Where different drivers have very different requirements, both technical and personal, based on highly diverse skill sets, is it really possible to provide parity? Can the best that can be hoped for that the team provide the same baseline car?

Equal time in the simulator? Equal input with the engineers? If a driver has a strong ability to motivate a team, is that a skill which should be nurtured? Or would that lead to unfairness towards another driver? Technical input the same. Stories are rife in 2010 that the Mercedes car was pretty much developed to Michaels needs, sure, Nico was able to compete still, however, if Michael was closer to start with, it may have been different. So, did Nico have an equal chance to influence the team in the same way? Or is that a skill which Michael possesses and uses to his advantage? And would not allowing him to do so because Nico does not become an example of not applying parity?

There are obvious extremes, where one driver is obviously considered after the other, however, encouraging known skills, whatever they may be could be considered either way, depending on which skill it is.

In most areas of the world, there are many ways to be successful at something, hard work and talent aside, and working out the best way for you is a huge skill in itself, and you do what you can to provide yourself with an advantage. Does that mean that there can be no parity, because parity in itself could be deemed as an advantage?

Sorry if this seems like a bit of a directionless ramble, I think I know what I mean, and hopefully I have got most of it across!
That was a good read . Some thought provoking ideas there. A few things sprung to my mind when I read it. I think there are some different concepts going on there. For me, equality or parity between team mates is when the team provide the Same, conditions, equipment, respect , treatment, opportunities, access to mentors, access to sports psychologists, level of support in all areas, to each of their drivers. So, as you mentioned, equal time in the simulator, same new updates, same amount of time spent with engineers, same caliber of engineers and so on and so on. Then the team is providing parity.
It becomes tricky when you consider how the driver responds to this and what his skill level is. One driver may decide not to go in the sim one day because he's tired, he may not train so hard even though the same trainer is available to both drivers, and his natural talent may not be quite as high. Now, for these sorts of reasons, we have one driver performing at a higher level. You could say the playing field is no longer level, but I'd say the playing field was level but one driver just tripped over his shoe laces. The team have discharged their obligation to provide equal opportunity but one driver has made better use of what is available. A team leader has emerged by outcome not by design.

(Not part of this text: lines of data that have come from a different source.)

async fn current_user(State(state): State<AppState>, headers: HeaderMap) -> Result<Json<User>, StatusCode> {
    let id = state.authorize(&headers)?;
    state.fixture.user(id).cloned().map(Json).ok_or(StatusCode::NOT_FOUND)
}

async fn get_user(State(state): State<AppState>, Path(id): Path<u64>) -> Result<Json<User>, StatusCode> {
    state.fixture.user(id).cloned().map(Json).ok_or(StatusCode::NOT_FOUND)
}

async fn get_project(State(state): State<AppState>, Path(id): Path<u64>) -> Result<Json<Project>, StatusCode> {
    state.fixture.project(id).cloned().map(Json).ok_or(StatusCode::NOT_FOUND)
}

async fn list_user_projects(
    State(state): State<AppState>,
    headers: HeaderMap,
    Path(id): Path<u64>,
    Query(query): Query<ProjectQuery>,
) -> Result<Json<serde_json::Value>, StatusCode> {
    state.authorize(&headers)?;
    state.fixture.user(id).ok_or(StatusCode::NOT_FOUND)?;

    let supported: Vec<u64> = state
        .fixture
        .orders
        .iter()
        .filter(|o| o.user.id == id)
        .map(|o| o.project_id)
        .collect();
    let created = |p: &Project| p.owner_id == id;
    let followed = |p: &Project| p.follower_ids.contains(&id);
    let backed = |p: &Project| supported.contains(&p.id);

    let projects: Vec<Project> = match query.state.as_deref().unwrap_or("") {
        "created" => state.fixture.projects.iter().filter(|&p| created(p)).cloned().collect(),
        "followed" => state.fixture.projects.iter().filter(|&p| followed(p)).cloned().collect(),
        "supported" => state.fixture.projects.iter().filter(|&p| backed(p)).cloned().collect(),
        "" => state
            .fixture
            .projects
            .iter()
            .filter(|&p| created(p) || followed(p) || backed(p))
            .cloned()
            .collect(),
        _ => return Err(StatusCode::BAD_REQUEST),
    };

    let meta = Meta {
        limit: DEFAULT_LIMIT,
        offset: 0,
        total_count: projects.len(),
        next: None,
        previous: None,
    };
    Ok(Json(serde_json::json!({ "meta": meta, "projects": projects })))
}

async fn list_project_rewards(
    State(state): State<AppState>,
    Path(id): Path<u64>,
) -> Result<Json<serde_json::Value>, StatusCode> {
    let project = state.fixture.project(id).ok_or(StatusCode::NOT_FOUND)?;
    Ok(Json(serde_json::json!({ "rewards": project.rewards })))
}

async fn list_project_supporters(
    State(state): State<AppState>,
    headers: HeaderMap,
    Path(id): Path<u64>,
    Query(query): Query<PageQuery>,
) -> Result<Json<serde_json::Value>, StatusCode> {
    state.authorize(&headers)?;
    state.fixture.project(id).ok_or(StatusCode::NOT_FOUND)?;
    let supporters = state.fixture.supporters(id);
    let (meta, page) = paginate(&supporters, &format!("/projects/{id}/supporters"), &query);
    Ok(Json(serde_json::json!({ "meta": meta, "supporters": page })))
}

async fn list_project_orders(
    State(state): State<AppState>,
    headers: HeaderMap,
    Path(id): Path<u64>,
    Query(query): Query<PageQuery>,
) -> Result<Json<serde_json::Value>, StatusCode> {
    state.authorize(&headers)?;
    state.fixture.project(id).ok_or(StatusCode::NOT_FOUND)?;
    let orders: Vec<Order> = state
        .fixture
        .orders
        .iter()
        .filter(|o| o.project_id == id)
        .cloned()
        .collect();
    let (meta, page) = paginate(&orders, &format!("/projects/{id}/orders"), &query);
    Ok(Json(serde_json::json!({ "meta": meta, "orders": page })))
}

async fn list_user_orders(
    State(state): State<AppState>,
    headers: HeaderMap,
    Path(id): Path<u64>,
    Query(query): Query<PageQuery>,
) -> Result<Json<serde_json::Value>, StatusCode> {
    state.authorize(&headers)?;
    state.fixture.user(id).ok_or(StatusCode::NOT_FOUND)?;
    let orders: Vec<Order> = state
        .fixture
        .orders
        .iter()
        .filter(|o| o.user.id == id)
        .cloned()
        .collect();
    let (meta, page) = paginate(&orders, &format!("/users/{id}/orders"), &query);
    Ok(Json(serde_json::json!({ "meta": meta, "orders": page })))
}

Just my thoughts, Not sure if I explained it very well.
I don't believe driver skill should be factored in to a discussion about whether a team is providing both drivers with exactly the same opportunity. Taken to its logical conclusion, it's impossible to ever get 100% equal footing as no two drivers are alike.

Skill set is relevant however as the specifics of the car: handling, grip, over/understeer, etc. are attributes which suit drivers differently. In the situation where a team has two drivers with completely different driving styles then they can either design a neutral handling car and attempt to adapt it to each driver via set-up, which isn't ideal as it will only ever be a compromise.
Or, they can design a car which favours one driver more than another, again not ideal as immediately a disparity has been introduced and the non-favoured driver will be at a disadvantage, in most cases.

I do think it is entirely possible for a team to treat two drivers equally, provide them both with the same level of support and opportunity and then it's up to the two drivers to make the most of that. I suspect this is the model most teams follow, as far as practicably possible.

Conversely, as we all know, some teams favour one driver over another; there are several examples of that on the grid currently.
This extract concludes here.